Starring: Nilbio Torres, Jan Bijvoet, Antonio Bolivar
The story of Karamakate (Torres and Bolivar), an Amazonian shaman and last survivor of his people, and the two separate encounters he has with two Western scientists. Though the two encounters are nearly 40 years apart, they are both with the same intention; to search for a rare, sacred healing plant.
As an audio and visual medium, film can of course be such a unique and wondrous thing that can do things that no other art form can. It can sometimes produce a rich and involving experience that is almost impossible to describe in words, as it can produce so many emotions and ideas. Embrace of the Serpent is a film that does this; Ciro Guerra’s film is not only a visually and emotionally immersive experience that examines many poignant themes with a subtle intelligence, but it also one of the most unique and unforgettable cinematic experiences of 2016.
Embrace of the Serpent is a film of such depth that is likely to be a unique experience to each individual, and also one of those films where the more you put into it, the more you will be infinitely rewarded. This is a film that encompasses so many themes and ideas, and it does so in an especially subtle way, only serving to make it more engaging and rewarding as a viewing experience.
This is a perfect example of a filmmaker having a clear and uncompromising vision of the film they want to make, and Ciro Guerra’s film may not appeal to all, but those willing to invest in its dual narrative structure and the ideas and themes that both explore will be infinitely rewarded.
Though based on the writings of the two explorers that Karamakate guides in the two stories, the film is essentially told from his point of view, and one of the key themes of both stories is how Western society has used the natural resource of the Amazonian rainforest without showing any care for both it and those that have it as their natural habitat, whether that be humans or animals. This idea is however never expressed in a preachy or patronising way, but in a very subtle and effective way by both the actions of the characters and what they experience on their unique journeys.

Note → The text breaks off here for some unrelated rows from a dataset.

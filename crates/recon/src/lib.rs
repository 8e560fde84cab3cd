//! `navrecon-core`: NAV reconciliation engine.
//!
//! Pure engine crate: receives pre-loaded period rows, returns the comparison
//! and the audit trail of everything excluded. No CLI or spreadsheet
//! dependencies.

pub mod classify;
pub mod compare;
pub mod config;
pub mod engine;
pub mod error;
pub mod extract;
pub mod matcher;
pub mod model;
pub mod normalize;
pub mod select;

pub use config::RuleSet;
pub use engine::{extract_period, run, LabeledPeriod};
pub use error::ReconError;
pub use model::{
    Comparison, ComparisonRow, ExcludedRecord, ExclusionReason, PeriodResult, RawRecord, RawValue,
    Record, ReconReport,
};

However, there is far more to Embrace of the Serpent than this, as it explores themes of cultural identity and its vital importance in many ways, whether this be the oppression of religion or the dreams that both the two explorers and Karamakate share. Some things are left to the interpretation of the viewer, and this only serves to make Embrace of the Serpent even more rewarding.

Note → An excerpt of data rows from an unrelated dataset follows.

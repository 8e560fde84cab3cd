use std::path::Path;

use serde::Deserialize;

use crate::error::ReconError;

// ---------------------------------------------------------------------------
// Top-level rules
// ---------------------------------------------------------------------------

/// Scheme rules: cleanup terms, exclusion keywords and the variant ladder.
///
/// Built once at startup and passed by reference into every stage. All terms
/// and keywords are stored uppercased, so matching against uppercased names is
/// case-insensitive no matter how the rule file spells them.
///
/// Every section is required and unknown keys are rejected, so a misspelled
/// section fails to load instead of silently disabling its rules. Empty lists
/// written out explicitly are valid.
#[derive(Debug, Clone, Deserialize)]
#[serde(deny_unknown_fields)]
pub struct RuleSet {
    base_scheme_remove_terms: Vec<String>,
    exclusion_rules: ExclusionRules,
    selection_rules: SelectionRules,
}

#[derive(Debug, Clone, Deserialize)]
#[serde(deny_unknown_fields)]
pub struct ExclusionRules {
    pub contains_any: Vec<String>,
}

#[derive(Debug, Clone, Deserialize)]
#[serde(deny_unknown_fields)]
pub struct SelectionRules {
    /// Most-preferred rung first. Each rung is a conjunction of keywords.
    pub priority_ladder: Vec<Vec<String>>,
}

#[derive(Debug, Clone, Copy, PartialEq, Eq)]
pub enum RulesFormat {
    Toml,
    Json,
}

impl RulesFormat {
    /// `.json` files are JSON; everything else is read as TOML.
    pub fn from_path(path: &Path) -> Self {
        match path.extension().and_then(|e| e.to_str()) {
            Some(ext) if ext.eq_ignore_ascii_case("json") => Self::Json,
            _ => Self::Toml,
        }
    }
}

// ---------------------------------------------------------------------------
// Construction
// ---------------------------------------------------------------------------

impl RuleSet {
    pub fn new(
        remove_terms: Vec<String>,
        contains_any: Vec<String>,
        priority_ladder: Vec<Vec<String>>,
    ) -> Result<Self, ReconError> {
        Self {
            base_scheme_remove_terms: remove_terms,
            exclusion_rules: ExclusionRules { contains_any },
            selection_rules: SelectionRules { priority_ladder },
        }
        .finish()
    }

    pub fn from_toml(input: &str) -> Result<Self, ReconError> {
        let rules: RuleSet =
            toml::from_str(input).map_err(|e| ReconError::ConfigParse(e.to_string()))?;
        rules.finish()
    }

    pub fn from_json(input: &str) -> Result<Self, ReconError> {
        let rules: RuleSet =
            serde_json::from_str(input).map_err(|e| ReconError::ConfigParse(e.to_string()))?;
        rules.finish()
    }

    pub fn parse(input: &str, format: RulesFormat) -> Result<Self, ReconError> {
        match format {
            RulesFormat::Toml => Self::from_toml(input),
            RulesFormat::Json => Self::from_json(input),
        }
    }

    /// Read and parse a rule file, picking the format from its extension.
    pub fn load(path: &Path) -> Result<Self, ReconError> {
        let input = std::fs::read_to_string(path).map_err(|e| {
            ReconError::Io(format!("cannot read rules {}: {e}", path.display()))
        })?;
        let rules = Self::parse(&input, RulesFormat::from_path(path))?;
        log::info!(
            "loaded rules from {}: {} remove terms, {} exclusion keywords, {} ladder rungs",
            path.display(),
            rules.base_scheme_remove_terms.len(),
            rules.exclusion_rules.contains_any.len(),
            rules.selection_rules.priority_ladder.len(),
        );
        Ok(rules)
    }

    fn finish(mut self) -> Result<Self, ReconError> {
        self.validate()?;
        for term in &mut self.base_scheme_remove_terms {
            *term = term.to_uppercase();
        }
        for keyword in &mut self.exclusion_rules.contains_any {
            *keyword = keyword.to_uppercase();
        }
        for rung in &mut self.selection_rules.priority_ladder {
            for keyword in rung.iter_mut() {
                *keyword = keyword.to_uppercase();
            }
        }
        Ok(self)
    }

    pub fn validate(&self) -> Result<(), ReconError> {
        for (i, term) in self.base_scheme_remove_terms.iter().enumerate() {
            if term.trim().is_empty() {
                return Err(ReconError::ConfigValidation(format!(
                    "base_scheme_remove_terms[{i}] is blank"
                )));
            }
        }

        for (i, keyword) in self.exclusion_rules.contains_any.iter().enumerate() {
            if keyword.trim().is_empty() {
                return Err(ReconError::ConfigValidation(format!(
                    "exclusion_rules.contains_any[{i}] is blank"
                )));
            }
        }

        for (i, rung) in self.selection_rules.priority_ladder.iter().enumerate() {
            // An empty conjunction would match every record.
            if rung.is_empty() {
                return Err(ReconError::ConfigValidation(format!(
                    "selection_rules.priority_ladder[{i}] has no keywords"
                )));
            }
            if let Some(j) = rung.iter().position(|k| k.trim().is_empty()) {
                return Err(ReconError::ConfigValidation(format!(
                    "selection_rules.priority_ladder[{i}][{j}] is blank"
                )));
            }
        }

        Ok(())
    }

    // -----------------------------------------------------------------------
    // Accessors
    // -----------------------------------------------------------------------

    pub fn remove_terms(&self) -> &[String] {
        &self.base_scheme_remove_terms
    }

    pub fn exclusion_keywords(&self) -> &[String] {
        &self.exclusion_rules.contains_any
    }

    pub fn priority_ladder(&self) -> &[Vec<String>] {
        &self.selection_rules.priority_ladder
    }
}

// ---------------------------------------------------------------------------
// Tests
// ---------------------------------------------------------------------------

Visually, Embrace of the Serpent is also a luscious and immersive experience; the Amazonian jungle of course is a beautiful setting that is filled with many colours, and so the decision to film this in monochrome may disappoint some, but Guerra’s camerawork and David Gallego’s cinematography make sure that the film is still visually immersive, and the monochrome colours in some way serve to only reiterate the narrative’s core themes.
The performances are also excellent; both Nilbio Torres and Antonio Bolivar deliver understated and commanding performances as the respectively young and old Karamakate. These two superb performances play a crucial role in our emotional engagement with the dual narratives and the ideas and themes that unite them. While his character is also responsible for many of the film’s more humorous moments; these are often caused by the culture clash of the main characters, and add yet another human element to the film.

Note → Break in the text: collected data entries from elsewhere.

use std::collections::{HashMap, HashSet};

use crate::model::Record;
use crate::normalize::join_key;

#[derive(Debug, Clone, PartialEq)]
pub struct MatchedPair {
    pub key: String,
    pub latest: Record,
    pub past: Record,
}

#[derive(Debug, Default)]
pub struct JoinOutput {
    pub matched: Vec<MatchedPair>,
    pub latest_only: Vec<Record>,
    pub past_only: Vec<Record>,
}

/// Full outer join of two eligible sets on the normalized name key.
///
/// Matched pairs and latest-only records follow latest order; past-only
/// records follow past order. Keys are unique within an eligible set (one
/// record per base scheme); should a key repeat, the first occurrence joins
/// and later ones fall out as unmatched.
pub fn join_by_key(latest: &[Record], past: &[Record]) -> JoinOutput {
    let mut past_map: HashMap<String, &Record> = HashMap::new();
    for r in past {
        past_map.entry(join_key(&r.name)).or_insert(r);
    }

    let mut out = JoinOutput::default();
    let mut used: HashSet<String> = HashSet::new();

    for l in latest {
        let key = join_key(&l.name);
        match past_map.get(&key) {
            Some(p) if !used.contains(&key) => {
                used.insert(key.clone());
                out.matched.push(MatchedPair { key, latest: l.clone(), past: (*p).clone() });
            }
            _ => out.latest_only.push(l.clone()),
        }
    }

    let mut seen: HashSet<String> = HashSet::new();
    for p in past {
        let key = join_key(&p.name);
        let first = seen.insert(key.clone());
        if !first || !used.contains(&key) {
            out.past_only.push(p.clone());
        }
    }

    out
}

As the dual narratives take place, Embrace of the Serpent is never anything less than deeply engaging, and both reach a satisfactory conclusion, and there are so many elements that mean that Embrace of the Serpent is a film that will yield even more rewards with repeat viewings.
One of the most unique and rewarding film experiences of 2016; Embrace of the Serpent is a film that utilises all the variables available to a filmmaker, and the result is an immersive film of deep intelligence and ideas that will linger long in the memory.